According to the 2021 census gazetteer files, Middletown has a total area of 0.34 sqmi, all land.

==Demographics==
As of the 2020 census there were 329 people, 91 households, and 65 families residing in the village. The population density was 964.81 PD/sqmi. There were 165 housing units at an average density of 483.87 /sqmi. The racial makeup of the village was 95.74% White, 0.00% African American, 0.00% Native American, 0.00% Asian, 0.00% Pacific Islander, 0.00% from other races, and 4.26% from two or more races. Hispanic or Latino of any race were 1.82% of the population.

There were 91 households, out of which 29.7% had children under the age of 18 living with them, 53.85% were married couples living together, 10.99% had a female householder with no husband present, and 28.57% were non-families. 27.47% of all households were made up of individuals, and 16.48% had someone living alone who was 65 years of age or older. The average household size was 2.65 and the average family size was 2.33.

The village's age distribution consisted of 26.9% under the age of 18, 0.0% from 18 to 24, 26.4% from 25 to 44, 29.2% from 45 to 64, and 17.5% who were 65 years of age or older.
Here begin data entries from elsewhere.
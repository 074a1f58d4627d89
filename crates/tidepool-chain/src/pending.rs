//! Pending mutations: the replay backlog exposed to the sync transport.

use serde::{Deserialize, Serialize};
use serde_json::Value;
use tidepool_dag::ChunkRead;

use crate::commit::{local_run, CommitPayload, DEFAULT_HEAD_NAME};
use crate::error::ChainResult;

/// A local commit not yet acknowledged by the remote endpoint, projected
/// to what the endpoint needs to re-apply it. Derived, never stored.
#[derive(Clone, Debug, PartialEq, Serialize, Deserialize)]
pub struct PendingMutation {
    /// Per-client mutation sequence number.
    pub id: u64,
    /// Mutator name.
    pub name: String,
    /// Mutator arguments, verbatim.
    pub args: Value,
    /// The client that applied the mutation.
    pub client_id: String,
}

/// The pending mutations on the default head, oldest application first.
///
/// The chain is naturally walked newest-first from the head; the result is
/// reversed so a remote endpoint can re-apply or acknowledge in original
/// application order.
pub async fn pending_mutations_for_api<R: ChunkRead + ?Sized>(
    read: &R,
) -> ChainResult<Vec<PendingMutation>> {
    let head = read.must_get_head(DEFAULT_HEAD_NAME).await?;
    let run = local_run(read, head).await?;
    let mut pending: Vec<PendingMutation> = run
        .into_iter()
        .filter_map(|commit| match commit.into_payload() {
            CommitPayload::Local {
                mutator_name,
                mutator_args,
                mutation_id,
                client_id,
                ..
            } => Some(PendingMutation {
                id: mutation_id,
                name: mutator_name,
                args: mutator_args,
                client_id,
            }),
            CommitPayload::Snapshot { .. } => None,
        })
        .collect();
    pending.reverse();
    Ok(pending)
}

#[cfg(test)]
mod tests {
    use std::collections::BTreeMap;
    use std::sync::Arc;

    use serde_json::json;
    use tidepool_dag::{DagError, DagStore};
    use tidepool_kv::MemBackend;
    use tidepool_types::{FakeChunkHasher, Hash};

    use crate::error::ChainError;
    use crate::write::{commit_local, install_snapshot, LocalWrite, SnapshotWrite};

    use super::*;

    fn store() -> DagStore {
        DagStore::new(
            Arc::new(MemBackend::new()),
            Arc::new(FakeChunkHasher::new()),
        )
    }

    async fn put_value(store: &DagStore) -> Hash {
        let chunk = store.new_chunk(json!({"rows": []}), vec![]).unwrap();
        let mut txn = store.write().await.unwrap();
        txn.put_chunk(&chunk).await.unwrap();
        txn.commit().await.unwrap();
        chunk.hash()
    }

    async fn base_snapshot(store: &DagStore, value: Hash) -> Hash {
        install_snapshot(
            store,
            DEFAULT_HEAD_NAME,
            None,
            SnapshotWrite {
                last_mutation_ids: BTreeMap::new(),
                cookie: json!(null),
                value_hash: value,
            },
        )
        .await
        .unwrap()
    }

    async fn append(
        store: &DagStore,
        basis: Hash,
        client: &str,
        id: u64,
        name: &str,
        value: Hash,
    ) -> Hash {
        commit_local(
            store,
            DEFAULT_HEAD_NAME,
            basis,
            LocalWrite {
                mutator_name: name.into(),
                mutator_args: json!({"seq": id}),
                mutation_id: id,
                client_id: client.into(),
                timestamp_ms: 1_700_000_000_000 + id,
                value_hash: value,
            },
        )
        .await
        .unwrap()
    }

    #[tokio::test]
    async fn returns_oldest_application_first() {
        let store = store();
        let value = put_value(&store).await;
        let s = base_snapshot(&store, value).await;
        let m1 = append(&store, s, "clientA", 1, "m1", value).await;
        let m2 = append(&store, m1, "clientA", 2, "m2", value).await;
        let _m3 = append(&store, m2, "clientB", 1, "m3", value).await;

        let txn = store.read().await.unwrap();
        let pending = pending_mutations_for_api(&txn).await.unwrap();
        let names: Vec<&str> = pending.iter().map(|p| p.name.as_str()).collect();
        assert_eq!(names, vec!["m1", "m2", "m3"]);
        assert_eq!(pending[0].client_id, "clientA");
        assert_eq!(pending[2].client_id, "clientB");
        assert_eq!(pending[0].args, json!({"seq": 1}));
    }

    #[tokio::test]
    async fn snapshot_only_chain_has_no_pending() {
        let store = store();
        let value = put_value(&store).await;
        base_snapshot(&store, value).await;

        let txn = store.read().await.unwrap();
        assert!(pending_mutations_for_api(&txn).await.unwrap().is_empty());
    }

    #[tokio::test]
    async fn missing_default_head_is_an_error() {
        let store = store();
        let txn = store.read().await.unwrap();
        let err = pending_mutations_for_api(&txn).await.unwrap_err();
        assert!(matches!(
            err,
            ChainError::Dag(DagError::MissingHead(name)) if name == DEFAULT_HEAD_NAME
        ));
    }

    #[tokio::test]
    async fn new_snapshot_clears_the_backlog() {
        let store = store();
        let value = put_value(&store).await;
        let s = base_snapshot(&store, value).await;
        let m1 = append(&store, s, "clientA", 1, "m1", value).await;

        // Server acknowledged m1: install the new baseline.
        install_snapshot(
            &store,
            DEFAULT_HEAD_NAME,
            Some(m1),
            SnapshotWrite {
                last_mutation_ids: BTreeMap::from([("clientA".into(), 1)]),
                cookie: json!({"cursor": "v2"}),
                value_hash: value,
            },
        )
        .await
        .unwrap();

        let txn = store.read().await.unwrap();
        assert!(pending_mutations_for_api(&txn).await.unwrap().is_empty());
    }
}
The median age was 41.8 years. For every 100 females, there were 114.1 males. For every 100 females age 18 and over, there were 98.7 males.

The median income for a household in the village was $51,477, and the median income for a family was $62,917. Males had a median income of $27,188 versus $30,625 for females. The per capita income for the village was $24,532. About 6.2% of families and 11.3% of the population were below the poverty line, including 8.8% of those under age 18 and 8.1% of those age 65 or over.

Historical population
| Census | Pop. | Note | %± |
| 1860 | 361 |  | — |
| 1870 | 223 |  | −38.2% |
| 1910 | 751 |  | — |
| 1920 | 587 |  | −21.8% |
| 1930 | 507 |  | −13.6% |
| 1940 | 496 |  | −2.2% |
| 1950 | 480 |  | −3.2% |
| 1960 | 543 |  | 13.1% |
| 1970 | 626 |  | 15.3% |
| 1980 | 503 |  | −19.6% |
| 1990 | 436 |  | −13.3% |
| 2000 | 434 |  | −0.5% |
| 2010 | 324 |  | −25.3% |
| 2020 | 329 |  | 1.5% |
U.S. Decennial Census

==Education==
New Holland-Middletown Elementary School District 88 operates the primary and middle school for the community. The high school for students assigned to District 88 schools is Lincoln Community High School.